PESERTA Kemah Budaya (KBN) IX mengikuti Jelajah Sejarah di Bukit PMK, Kamis (20/9/2018) siang. Mereke berjalan kaki dari lokasi kemah di dusun Kayu Bura hingga ke Tugu Parigi Moutong Mutiara Khatulistiwa (PMK) yang berlokasi di bukit dusun Kayu Bura Desa Pelawa Baru Kecamatan Parigi Tengah Kabupaten Parigi Moutong Sulawesi Tengah. Peserta yang tiba di puncak PMK seluruhnya disematkan pita merah putih oleh Panitia.

Di bukit PMK ini, Peserta juga diberikan penjelasan singkat mengenai peristiwa sejarah perjuangan Tombolotutu ketika mengusir penjajah Belanda dari tanah Parigi Moutong yang disampaikan tim penulis buku bara perlawanan di Teluk Tomini, perjuangan Tombolotutu melawan Belanda dari Universitas Tadulako.

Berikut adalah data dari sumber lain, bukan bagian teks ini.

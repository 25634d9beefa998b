//! Multiclass gradient-boosted decision trees
//!
//! Softmax boosting with one regression tree per class per round. Each
//! feature is pre-binned into quantile cut points so split search runs over
//! histograms of gradient sums instead of re-sorting rows at every node.
//! Missing values (`NaN`) learn a default direction at every split.
//!
//! Training is deterministic: the split search is parallel per feature but
//! ties are broken by gain, then by lowest feature index.

use anyhow::Result;
use indicatif::ProgressBar;
use rayon::prelude::*;
use serde::{Deserialize, Serialize};

use super::matrix::FeatureMatrix;

/// Bin index reserved for missing values
const MISSING_BIN: u16 = u16::MAX;

/// Splits must improve the objective by more than this
const MIN_SPLIT_GAIN: f64 = 1e-12;

/// Floor on per-row hessians to keep leaf values bounded
const MIN_HESSIAN: f64 = 1e-6;

/// Floor on class priors when computing base scores
const MIN_PRIOR: f64 = 1e-6;

/// Boosting hyperparameters
#[derive(Debug, Clone, PartialEq, Serialize, Deserialize)]
pub struct GbdtConfig {
    /// Boosting rounds (one tree per class per round)
    pub n_estimators: usize,
    pub max_depth: usize,
    pub learning_rate: f64,
    /// Minimum rows on each side of a split
    pub min_samples_leaf: usize,
    /// Minimum hessian sum on each side of a split
    pub min_child_weight: f64,
    /// L2 regularization on leaf values
    pub lambda: f64,
    /// Maximum histogram bins per feature (at most 65535)
    pub max_bins: usize,
}

impl Default for GbdtConfig {
    fn default() -> Self {
        Self {
            n_estimators: 200,
            max_depth: 6,
            learning_rate: 0.1,
            min_samples_leaf: 1,
            min_child_weight: 1.0,
            lambda: 1.0,
            max_bins: 64,
        }
    }
}

/// A tree node; children are indices into `Tree::nodes`
#[derive(Debug, Clone, PartialEq, Serialize, Deserialize)]
pub enum Node {
    Leaf {
        value: f64,
    },
    Split {
        feature: usize,
        /// Rows with `value <= threshold` go left
        threshold: f64,
        /// Where rows with a missing value go
        missing_left: bool,
        left: usize,
        right: usize,
    },
}

#[derive(Debug, Clone, PartialEq, Serialize, Deserialize)]
pub struct Tree {
    pub nodes: Vec<Node>,
}

impl Tree {
    /// Evaluate the tree; `value(f)` returns feature `f` of the row
    pub fn evaluate<F>(&self, value: F) -> f64
    where
        F: Fn(usize) -> f64,
    {
        let mut idx = 0usize;

        loop {
            match &self.nodes[idx] {
                Node::Leaf { value } => return *value,
                Node::Split {
                    feature,
                    threshold,
                    missing_left,
                    left,
                    right,
                } => {
                    let v = value(*feature);
                    let go_left = if v.is_nan() {
                        *missing_left
                    } else {
                        v <= *threshold
                    };
                    idx = if go_left { *left } else { *right };
                }
            }
        }
    }

    pub fn depth(&self) -> usize {
        fn walk(nodes: &[Node], idx: usize) -> usize {
            match &nodes[idx] {
                Node::Leaf { .. } => 0,
                Node::Split { left, right, .. } => 1 + walk(nodes, *left).max(walk(nodes, *right)),
            }
        }
        if self.nodes.is_empty() {
            0
        } else {
            walk(&self.nodes, 0)
        }
    }
}

/// Trained softmax boosting model
#[derive(Debug, Clone, PartialEq, Serialize, Deserialize)]
pub struct GbdtClassifier {
    n_classes: usize,
    n_features: usize,
    learning_rate: f64,
    /// Initial margin per class (log prior)
    base_scores: Vec<f64>,
    /// `rounds[r][c]` is the tree for class `c` in round `r`
    rounds: Vec<Vec<Tree>>,
}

Sejumlah peserta yang berjalan ke puncak PMK mengaku terkesan dengan keindahan alam Kabupaten Parigi Moutong. Dari tempat itu mereka bisa melihat pemandangan alam Parigi Moutong "Kami sangat terkesan dengan tempat ini. Parigi Moutong benar benar menyimpan pesona alam yang indah," kata Rauda, salah peserta KBN dari Kwarda Pramuka Provinsi Kalimantan Selatan.

Pengakuan yang sama juga diungkapkan, Arifin Kasanova peserta KBN dari Provinsi Aceh. Ia mengaku terkesan, tidak hanya keindahan alamnya, namun Parigi Moutong juga banyak menyimpan jejak sejarah, seperti Lumpang batu yang beada di Dusun Jati Luwih. Desa Catur Karya Kecamatan Balinggi. “Selama mengikuti KBN saya dan teman teman banyak memperoleh pengalaman menarik, mulai dari keindahan alamnya yang mempesona, di Parigi Moutong saya juga menyaksikan langsung salah satu peninggalan sejarah yaitu Lumpang batu, kemarin kami diajak Panitia kesana,”tutur Arifin di bukit PMK.

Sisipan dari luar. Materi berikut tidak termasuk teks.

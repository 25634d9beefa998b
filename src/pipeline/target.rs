//! Target column mapping
//!
//! Credit score labels are mapped to fixed class codes
//! (`Good` → 0, `Standard` → 1, `Poor` → 2). Rows whose label does not map
//! are excluded from training.

use std::fmt;
use std::str::FromStr;

use anyhow::{Context, Result};
use polars::prelude::*;
use serde::{Deserialize, Serialize};

/// One of the three credit score classes
#[derive(Debug, Clone, Copy, PartialEq, Eq, Hash, PartialOrd, Ord, Serialize, Deserialize)]
pub enum CreditClass {
    Good,
    Standard,
    Poor,
}

impl CreditClass {
    /// All classes in code order
    pub const ALL: [CreditClass; 3] = [CreditClass::Good, CreditClass::Standard, CreditClass::Poor];

    pub fn code(self) -> usize {
        match self {
            CreditClass::Good => 0,
            CreditClass::Standard => 1,
            CreditClass::Poor => 2,
        }
    }

    pub fn from_code(code: usize) -> Option<Self> {
        Self::ALL.get(code).copied()
    }

    pub fn label(self) -> &'static str {
        match self {
            CreditClass::Good => "Good",
            CreditClass::Standard => "Standard",
            CreditClass::Poor => "Poor",
        }
    }

    pub fn risk_tier(self) -> RiskTier {
        match self {
            CreditClass::Good => RiskTier::Low,
            CreditClass::Standard => RiskTier::Medium,
            CreditClass::Poor => RiskTier::High,
        }
    }
}

impl fmt::Display for CreditClass {
    fn fmt(&self, f: &mut fmt::Formatter<'_>) -> fmt::Result {
        write!(f, "{}", self.label())
    }
}

impl FromStr for CreditClass {
    type Err = String;

    fn from_str(s: &str) -> Result<Self, Self::Err> {
        match s {
            "Good" => Ok(CreditClass::Good),
            "Standard" => Ok(CreditClass::Standard),
            "Poor" => Ok(CreditClass::Poor),
            _ => Err(format!(
                "Unknown credit score label: '{}'. Expected Good, Standard or Poor.",
                s
            )),
        }
    }
}

/// Coarse risk level derived from the predicted class
#[derive(Debug, Clone, Copy, PartialEq, Eq, Serialize, Deserialize)]
pub enum RiskTier {
    Low,
    Medium,
    High,
}

impl fmt::Display for RiskTier {
    fn fmt(&self, f: &mut fmt::Formatter<'_>) -> fmt::Result {
        match self {
            RiskTier::Low => write!(f, "Low"),
            RiskTier::Medium => write!(f, "Medium"),
            RiskTier::High => write!(f, "High"),
        }
    }
}

/// Map every row's label to a class. Unknown or null labels map to `None`.
pub fn map_labels(df: &DataFrame, target: &str) -> Result<Vec<Option<CreditClass>>> {
    let target_col = df
        .column(target)
        .with_context(|| format!("Target column '{}' not found", target))?;

    if target_col.len() == 0 {
        anyhow::bail!("Target column '{}' is empty", target);
    }

    let cast = target_col.cast(&DataType::String)?;
    let labels = cast
        .str()?
        .into_iter()
        .map(|v| v.and_then(|s| s.parse::<CreditClass>().ok()))
        .collect();

    Ok(labels)
}

/// Count rows per class, plus rows whose label did not map
pub fn count_mapped_records(labels: &[Option<CreditClass>]) -> ([usize; 3], usize) {
    let mut counts = [0usize; 3];
    let mut ignored = 0usize;

    for label in labels {
        match label {
            Some(class) => counts[class.code()] += 1,
            None => ignored += 1,
        }
    }

    (counts, ignored)
}
//! Pipeline module - the cleaning chain and the training run around it

pub mod chain;
pub mod cleaning;
pub mod columns;
pub mod features;
pub mod imputer;
pub mod loader;
pub mod outliers;
pub mod runner;
pub mod split;
pub mod stats;
pub mod target;

pub use chain::{FittedChain, TransformChain};
pub use cleaning::{parse_dirty_number, NumericCleaner};
pub use columns::ColumnConfig;
pub use features::RatioFeatureEngineer;
pub use imputer::{FittedGroupedImputer, GroupedImputer};
pub use loader::*;
pub use outliers::{FittedOutlierCapper, OutlierCapper};
pub use runner::*;
pub use split::*;
pub use target::*;
//! CLI module - argument parsing, prompts and the command runners

pub mod args;
pub mod predict;
pub mod prompts;
pub mod train;

pub use args::{Cli, Commands, TrainArgs};
pub use predict::{run_health, run_predict};
pub use prompts::*;
pub use train::run_train;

Peserta lainnya adalah Azizah, anggota penggalang pramuka dari Provinsi Kalimantan utara ini mengaku merasakan tantangan yang luar biasa ketika berjalan kaki menuju bukit PMK. “Jalan yang sangat menanjak menuju ke bukit PMK ini merupakan tantangan tersendiri bagi kami. Ini sangat menggembleng mental kami bagaimana menjadi seorang anggota pramuka yang tangguh,” katanya.   
  
“Bagi kami ini pengalaman yang sangat menantang dan mengesankan. Selama kegiatan ini kami busa memiliki banyak teman dari berbagai daerah di Indonesia. Saya dan teman teman merasa senang berada di daerah ini, mulai dari keramahan masyarakatnya sampai keindahan alamnya semua sangat mengesankan bagi kami.”ungkap Ibnu Sahrul Ramadhan, peserta KBN dari Provinsi Sulawesi Tenggara.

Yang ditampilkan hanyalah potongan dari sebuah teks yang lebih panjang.